* **WORK TO COMPLETE**: Reproduce each line from the records that holds "derive".

##### EXERCISE DATA #####

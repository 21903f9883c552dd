//! Request and report types for store operations.

use job_index_shared::Industry;

/// Partial update of a job. `None` fields are left unchanged.
///
/// When `skill_ids` is present the job's edge set is replaced by it.
#[derive(Debug, Clone, Default, PartialEq)]
pub struct JobUpdate {
    pub id: i64,
    pub title: Option<String>,
    pub company: Option<String>,
    pub location: Option<String>,
    pub experience_level: Option<String>,
    pub salary: Option<i64>,
    pub industry: Option<Industry>,
    pub skill_ids: Option<Vec<i64>>,
}

impl JobUpdate {
    /// An update of the given job that changes nothing yet.
    pub fn new(id: i64) -> Self {
        Self {
            id,
            ..Self::default()
        }
    }

    pub fn with_title(mut self, title: impl Into<String>) -> Self {
        self.title = Some(title.into());
        self
    }

    pub fn with_salary(mut self, salary: i64) -> Self {
        self.salary = Some(salary);
        self
    }

    pub fn with_skills(mut self, skill_ids: Vec<i64>) -> Self {
        self.skill_ids = Some(skill_ids);
        self
    }

    /// Whether any job column is touched.
    pub fn has_field_changes(&self) -> bool {
        self.title.is_some()
            || self.company.is_some()
            || self.location.is_some()
            || self.experience_level.is_some()
            || self.salary.is_some()
            || self.industry.is_some()
    }
}

/// Row counts of the three relational tables.
#[derive(Debug, Clone, Copy, Default, PartialEq, Eq)]
pub struct StoreCounts {
    pub skills: u64,
    pub jobs: u64,
    pub job_skills: u64,
}

#[cfg(test)]
mod tests {
    use super::*;

    #[test]
    fn test_empty_update_has_no_field_changes() {
        let update = JobUpdate::new(1).with_skills(vec![2, 3]);
        assert!(!update.has_field_changes());
        assert!(JobUpdate::new(1).with_salary(10).has_field_changes());
    }
}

#####

* **WORKED SOLUTION**:
#[derive(Debug, Clone, Default, PartialEq)]
#[derive(Debug, Clone, Copy, Default, PartialEq, Eq)]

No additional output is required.